I have a bit of a weakness for films and documentaries about corporate mendacity, but, like a true Sorkin fangirl, would pretty much go and see anything he writes. The Social Network, then, hit at least two of my buttons.
Given that so much of the exposition happens around a sequence of boardroom tables, during a succession of depositions, and that most of the characters are desperately unlikeable, it was one of the most engaging films I've seen this year.
I did find it strangely un-Sorkin-like in tone, and the righteousness of The West Wing, and (to a greater extent) Studio 60, is largely missing. What Sorkin does write beautifully, though, is relationships between men, and the central love/friendship triangle is exquisitely rendered. You can almost taste the bile rising in his throat when Eduardo Saverin realises that he has been comprehensively fucked over by Mark Zuckerberg, in favour of Justin Timberlake's truly hideous Sean Parker.
There has been much commentary around the fact that facts and individuals have been blurred and elided in the script, and there are certainly other views of the central characters than Sorkin's. Parker, particularly, is portrayed as a pretentious, malicious playboy, whose chief value to Zuckerberg is his rolodex and ability to spout business truisms. A recent Vanity Fair
piece has him as a renaissance man, whose genius and insight transcend disciplines. The truth, probably, is somewhere in the middle.
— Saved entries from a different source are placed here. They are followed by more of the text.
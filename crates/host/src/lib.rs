//! Synchronization bus between the devpilot host and its display surfaces.
//!
//! The host owns one canonical [`AppState`](state::AppState) and any number of
//! attached surfaces. Outbound traffic goes through the
//! [`Broadcaster`](broadcast::Broadcaster), which consults the
//! [`ReadinessGate`](gate::ReadinessGate) per surface; high-frequency editor
//! events pass through a [`Debouncer`](debounce::Debouncer) first; inbound
//! surface messages are dispatched by the router. Everything runs inside one
//! [`HostService`] actor, reached through a cloneable [`HostHandle`].

pub mod broadcast;
pub mod collab;
pub mod config;
pub mod debounce;
pub mod error;
pub mod gate;
pub mod registry;
mod router;
pub mod service;
pub mod state;
pub mod subscription;

#[cfg(test)]
mod testing;
#[cfg(test)]
mod tests;

pub use collab::{
	Collaborators, CredentialStore, EditorEvent, EditorEventSink, EditorSource, GenerationKind, GenerationService, KvStore, SourceScanner,
	Workbench,
};
pub use config::{Config, ConfigError};
pub use error::{GenerationError, HostError, PersistenceError, SourceError, TransportError, ValidationError};
pub use service::{HostHandle, HostService, SurfaceLink};
pub use subscription::{Subscription, SubscriptionSet};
The film's opening sequences feature Zuckerberg insulting his girlfriend's school (Boston University); blogging about her stupidity, her ethnicity, and her breast size; blogging about creating a website to compare female undergraduates with farm animals; and then creating a website to allow male Harvard students to compare the relative attractiveness of female undergraduates. This latter sequence is intercut with scenes of the 'Fuck Bus' (bringing attractive female undergrads from other schools) arriving for a final club party, and then women kissing each other, and dancing in their underwear for the benefit of the privileged male club members.
Sorkin
acknowledges the misogyny contained within the film.
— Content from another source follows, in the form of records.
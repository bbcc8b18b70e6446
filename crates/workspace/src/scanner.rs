//! Marker comment scanner over a workspace directory.

use std::path::{Path, PathBuf};

use devpilot_host::config::MarkerConfig;
use devpilot_host::{SourceError, SourceScanner};
use devpilot_proto::Marker;
use globset::{Glob, GlobSet, GlobSetBuilder};
use ignore::WalkBuilder;

/// Walks the workspace (honouring `.gitignore`) and reports lines containing a token.
#[derive(Debug, Clone)]
pub struct FsMarkerScanner {
	root: PathBuf,
	exclude: GlobSet,
	token: String,
}

impl FsMarkerScanner {
	/// Creates a scanner rooted at `root`.
	pub fn new(root: impl Into<PathBuf>, config: &MarkerConfig) -> Result<Self, SourceError> {
		let mut builder = GlobSetBuilder::new();
		for pattern in &config.exclude {
			builder.add(compile(pattern)?);
		}
		let exclude = builder.build().map_err(|err| SourceError::Glob {
			glob: config.exclude.join(", "),
			reason: err.to_string(),
		})?;
		Ok(Self {
			root: root.into(),
			exclude,
			token: config.token.clone(),
		})
	}

	fn scan_file(&self, path: &Path, markers: &mut Vec<Marker>) {
		let text = match std::fs::read_to_string(path) {
			Ok(text) => text,
			Err(err) => {
				tracing::trace!(path = %path.display(), error = %err, "skipping unreadable file");
				return;
			}
		};
		let file = path
			.file_name()
			.map(|name| name.to_string_lossy().into_owned())
			.unwrap_or_default();
		for (idx, line) in text.lines().enumerate() {
			if line.contains(&self.token) {
				markers.push(Marker {
					file: file.clone(),
					line: u32::try_from(idx + 1).unwrap_or(u32::MAX),
					text: line.trim().to_string(),
				});
			}
		}
	}
}

impl SourceScanner for FsMarkerScanner {
	fn scan_for_markers(&self, glob: &str) -> Result<Vec<Marker>, SourceError> {
		let include = compile(glob)?.compile_matcher();
		let walker = WalkBuilder::new(&self.root)
			.standard_filters(true)
			.require_git(false)
			.follow_links(false)
			.sort_by_file_name(|a, b| a.cmp(b))
			.build();

		let mut markers = Vec::new();
		for entry in walker {
			let entry = match entry {
				Ok(entry) => entry,
				Err(err) => {
					tracing::warn!(error = %err, "scanner entry error");
					continue;
				}
			};
			if !entry.file_type().is_some_and(|ft| ft.is_file()) {
				continue;
			}
			let path = entry.path();
			let relative = path.strip_prefix(&self.root).unwrap_or(path);
			if !include.is_match(relative) || self.exclude.is_match(relative) {
				continue;
			}
			self.scan_file(path, &mut markers);
		}
		tracing::debug!(root = %self.root.display(), glob, found = markers.len(), "marker scan finished");
		Ok(markers)
	}
}

fn compile(pattern: &str) -> Result<Glob, SourceError> {
	Glob::new(pattern).map_err(|err| SourceError::Glob {
		glob: pattern.to_string(),
		reason: err.kind().to_string(),
	})
}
More generally, I was writing about a very angry and deeply misogynistic group of people. These aren't the cuddly nerds we made movies about in the 80's. They're very angry that the cheerleader still wants to go out with the quarterback instead of the men (boys) who are running the universe right now. The women they surround themselves with aren't women who challenge them (and frankly, no woman who could challenge them would be interested in being anywhere near them.)
And this very disturbing attitude toward women isn't just confined to the guys who can't get dates.
It isn't. Sean Parker, who brings a (literally nameless) Victoria's Secret model with him to a meeting in a club with Zuckerberg, has a fondness for teenage interns, and for bringing teenage girls back to Zuckerberg's house to take drugs and 'party'. There are no young women working for the exciting technology start-up, except for the interns Parker has sex with, but plenty to stand around in their underwear whooping and hollering while attractive young men write code. Even Eduardo Saverin, the nicest man in the film, is given a bunny-boiling girlfriend. Saverin is clearly intended to be a good guy, but the best he does is asking Sean Parker how old the stoned girls on their sofa are.
The only substantial female character is the girlfriend that dumps Zuckerberg in the opening moment of the film, and it is clear that Zuckerberg is motivated by winning her back to expand Facebook beyond Harvard and into Boston U and other schools. The final scene, where Zuckerberg is told that he 'isn't an asshole' by an attractive woman on his legal team, and tries to friend his ex-girlfriend on Facebook, and then mashes F5 over and over again, is kind of heartbreaking, but it's also deeply stalkerish.
The fact that Sorkin acknowledges that the film blurs reportage with fiction, though, makes the fact that the misogyny of its central characters goes unchallenged, more unpalatable. In the middle of a film that generated its dramatic tension from the reading and misreading of relationships, there was space to talk about women. That no one made the choice to do so is a disappointment.